# [Problem to solve]
Search the records below for the string "Clone" and report only the number of lines that contain it.

# [Data records]

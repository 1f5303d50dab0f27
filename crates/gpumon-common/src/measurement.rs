//! Measurement, Batch and TagSet

use std::collections::BTreeMap;
use std::fmt;

use chrono::{DateTime, Local, NaiveDateTime, SecondsFormat, TimeZone, Timelike, Utc};
use serde::ser::SerializeMap;
use serde::{Deserialize, Serialize, Serializer};

use crate::{GpumonError, Result};

/// Canonical telemetry fields. `key()` is the name written to the store.
#[derive(Debug, Clone, Copy, PartialEq, Eq, PartialOrd, Ord, Hash)]
pub enum Field {
    /// Board power draw in watts.
    Power,
    /// GPU core temperature in Celsius.
    Temperature,
    SmUtil,
    MemUtil,
    /// Framebuffer memory in use, percent of total.
    MemUsed,
    EncoderUtil,
    DecoderUtil,
    MemClock,
    GraphicsClock,
}

impl Field {
    pub const ALL: [Field; 9] = [
        Field::Power,
        Field::Temperature,
        Field::SmUtil,
        Field::MemUtil,
        Field::MemUsed,
        Field::EncoderUtil,
        Field::DecoderUtil,
        Field::MemClock,
        Field::GraphicsClock,
    ];

    /// Column order of `nvidia-smi dmon -o DT` after `date time gpu`.
    pub const DMON: [Field; 8] = [
        Field::Power,
        Field::Temperature,
        Field::SmUtil,
        Field::MemUtil,
        Field::EncoderUtil,
        Field::DecoderUtil,
        Field::MemClock,
        Field::GraphicsClock,
    ];

    pub fn key(self) -> &'static str {
        match self {
            Field::Power => "pwr",
            Field::Temperature => "temp",
            Field::SmUtil => "sm",
            Field::MemUtil => "mem",
            Field::MemUsed => "mem_used",
            Field::EncoderUtil => "enc",
            Field::DecoderUtil => "dec",
            Field::MemClock => "mclk",
            Field::GraphicsClock => "pclk",
        }
    }

    pub fn from_key(key: &str) -> Option<Field> {
        Field::ALL.into_iter().find(|f| f.key() == key)
    }

    fn slot(self) -> usize {
        self as usize
    }
}

impl fmt::Display for Field {
    fn fmt(&self, f: &mut fmt::Formatter<'_>) -> fmt::Result {
        f.write_str(self.key())
    }
}

/// Resolves a zone-less local wall-clock reading to an instant. An ambiguous
/// reading takes its first occurrence; one skipped by a DST jump is read as UTC.
pub fn local_instant(ts: NaiveDateTime) -> DateTime<Utc> {
    Local
        .from_local_datetime(&ts)
        .earliest()
        .map(|t| t.with_timezone(&Utc))
        .unwrap_or_else(|| ts.and_utc())
}

/// One observation of one device at one instant. Immutable once built.
#[derive(Debug, Clone, PartialEq)]
pub struct Measurement {
    timestamp: DateTime<Utc>,
    device_id: u32,
    device_name: Option<String>,
    values: [Option<f64>; 9],
}

impl Measurement {
    /// Starts an empty measurement; the timestamp is truncated to whole seconds.
    pub fn new(timestamp: DateTime<Utc>, device_id: u32) -> Self {
        let timestamp = timestamp.with_nanosecond(0).unwrap_or(timestamp);
        Self { timestamp, device_id, device_name: None, values: [None; 9] }
    }

    pub fn with_value(mut self, field: Field, value: Option<f64>) -> Self {
        self.values[field.slot()] = value.filter(|v| v.is_finite());
        self
    }

    pub fn with_device_name(mut self, name: impl Into<String>) -> Self {
        let name = name.into();
        self.device_name = if name.trim().is_empty() { None } else { Some(name) };
        self
    }

    pub fn timestamp(&self) -> DateTime<Utc> {
        self.timestamp
    }

    pub fn device_id(&self) -> u32 {
        self.device_id
    }

    pub fn device_name(&self) -> Option<&str> {
        self.device_name.as_deref()
    }

    pub fn get(&self, field: Field) -> Option<f64> {
        self.values[field.slot()]
    }

    /// Present fields in canonical order.
    pub fn present(&self) -> impl Iterator<Item = (Field, f64)> + '_ {
        Field::ALL.into_iter().filter_map(|f| self.get(f).map(|v| (f, v)))
    }

    pub fn is_empty(&self) -> bool {
        self.values.iter().all(Option::is_none)
    }
}

impl Serialize for Measurement {
    fn serialize<S: Serializer>(&self, serializer: S) -> core::result::Result<S::Ok, S::Error> {
        let mut map = serializer.serialize_map(None)?;
        map.serialize_entry("timestamp", &self.timestamp.with_timezone(&Local).to_rfc3339_opts(SecondsFormat::Secs, false))?;
        map.serialize_entry("gpu", &self.device_id)?;
        if let Some(name) = &self.device_name {
            map.serialize_entry("name", name)?;
        }
        for field in Field::ALL {
            map.serialize_entry(field.key(), &self.get(field))?;
        }
        map.end()
    }
}

/// Measurements collected in one scheduler tick, one per active device.
#[derive(Debug, Clone, PartialEq)]
pub struct Batch {
    tick: u64,
    measurements: Vec<Measurement>,
}

impl Batch {
    pub fn new(tick: u64, measurements: Vec<Measurement>) -> Self {
        Self { tick, measurements }
    }

    pub fn tick(&self) -> u64 {
        self.tick
    }

    pub fn measurements(&self) -> &[Measurement] {
        &self.measurements
    }

    pub fn len(&self) -> usize {
        self.measurements.len()
    }

    pub fn is_empty(&self) -> bool {
        self.measurements.is_empty()
    }
}

/// Tags attached to every point. Built once at startup.
#[derive(Debug, Clone, Default, PartialEq, Eq, Deserialize)]
#[serde(transparent)]
pub struct TagSet(BTreeMap<String, String>);

impl TagSet {
    /// Parses `key=value`; the value may itself contain `=`.
    pub fn parse_pair(pair: &str) -> Result<(String, String)> {
        let (key, value) = pair
            .split_once('=')
            .ok_or_else(|| GpumonError::Config(format!("tag `{pair}` is not key=value")))?;
        let key = key.trim();
        if key.is_empty() {
            return Err(GpumonError::Config(format!("tag `{pair}` has an empty key")));
        }
        Ok((key.to_string(), value.trim().to_string()))
    }

    pub fn from_pairs<I, S>(pairs: I) -> Result<Self>
    where
        I: IntoIterator<Item = S>,
        S: AsRef<str>,
    {
        let mut tags = BTreeMap::new();
        for pair in pairs {
            let (k, v) = Self::parse_pair(pair.as_ref())?;
            tags.insert(k, v);
        }
        Ok(Self(tags))
    }

    pub fn with(mut self, key: impl Into<String>, value: impl Into<String>) -> Self {
        self.0.insert(key.into(), value.into());
        self
    }

    /// Fills `key` only when it is not already set.
    pub fn with_default(mut self, key: &str, value: impl Into<String>) -> Self {
        self.0.entry(key.to_string()).or_insert_with(|| value.into());
        self
    }

    pub fn extend(&mut self, other: &TagSet) {
        for (k, v) in other.iter() {
            self.0.insert(k.to_string(), v.to_string());
        }
    }

    pub fn get(&self, key: &str) -> Option<&str> {
        self.0.get(key).map(String::as_str)
    }

    pub fn contains_key(&self, key: &str) -> bool {
        self.0.contains_key(key)
    }

    pub fn iter(&self) -> impl Iterator<Item = (&str, &str)> {
        self.0.iter().map(|(k, v)| (k.as_str(), v.as_str()))
    }

    pub fn len(&self) -> usize {
        self.0.len()
    }

    pub fn is_empty(&self) -> bool {
        self.0.is_empty()
    }

    pub fn validate(&self) -> Result<()> {
        match self.0.keys().find(|k| k.trim().is_empty()) {
            Some(_) => Err(GpumonError::Config("tag keys must not be empty".into())),
            None => Ok(()),
        }
    }
}
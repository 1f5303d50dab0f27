//! Record parsing, pipeline stages and the sampling scheduler

pub mod parser;
pub mod pipeline;
pub mod scheduler;

pub use parser::{parse_line, ParseRejection, MIN_COLUMNS};
pub use pipeline::{parse_log, parse_raw_batch, MonotonicGuard, ParsedBatch, Rejected};
pub use scheduler::{Scheduler, SchedulerHandle, SchedulerState};
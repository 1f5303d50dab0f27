//! Stages between a raw poll and the batch handed to the sink

use std::collections::HashMap;
use std::path::Path;

use chrono::{DateTime, Utc};
use gpumon_common::{Measurement, Result};
use gpumon_reader::RawBatch;
use tracing::debug;

use crate::parser::{parse_line, ParseRejection};

#[derive(Debug, Clone, PartialEq, Eq)]
pub struct Rejected {
    pub line: String,
    pub reason: ParseRejection,
}

#[derive(Debug, Clone, Default, PartialEq)]
pub struct ParsedBatch {
    pub measurements: Vec<Measurement>,
    pub rejected: Vec<Rejected>,
}

impl ParsedBatch {
    fn from_lines<'a>(lines: impl IntoIterator<Item = &'a str>) -> Self {
        let mut parsed = ParsedBatch::default();
        for line in lines {
            match parse_line(line) {
                Ok(m) => parsed.measurements.push(m),
                Err(reason) => {
                    if !matches!(reason, ParseRejection::Blank | ParseRejection::Comment) {
                        debug!(target: "parser", "rejected `{line}`: {reason}");
                    }
                    parsed.rejected.push(Rejected { line: line.to_string(), reason });
                }
            }
        }
        parsed
    }
}

/// Stage one: raw poll output into measurements plus rejections.
pub fn parse_raw_batch(raw: RawBatch) -> ParsedBatch {
    match raw {
        RawBatch::Lines(lines) => ParsedBatch::from_lines(lines.iter().map(String::as_str)),
        RawBatch::Records(measurements) => ParsedBatch { measurements, rejected: Vec::new() },
    }
}

/// Stage two: keeps record instants non-decreasing per device across ticks.
#[derive(Debug, Default)]
pub struct MonotonicGuard {
    last: HashMap<u32, DateTime<Utc>>,
}

impl MonotonicGuard {
    pub fn admit(&mut self, measurements: Vec<Measurement>) -> Vec<Measurement> {
        measurements
            .into_iter()
            .filter(|m| match self.last.get(&m.device_id()) {
                Some(last) if m.timestamp() < *last => {
                    debug!(target: "parser", "gpu {}: dropping record at {} older than {}", m.device_id(), m.timestamp(), last);
                    false
                }
                _ => {
                    self.last.insert(m.device_id(), m.timestamp());
                    true
                }
            })
            .collect()
    }
}

/// Parses a saved `dmon` log file.
pub fn parse_log(path: impl AsRef<Path>) -> Result<ParsedBatch> {
    let text = std::fs::read_to_string(path.as_ref())?;
    Ok(ParsedBatch::from_lines(text.lines()))
}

# [Output of the exercise]
6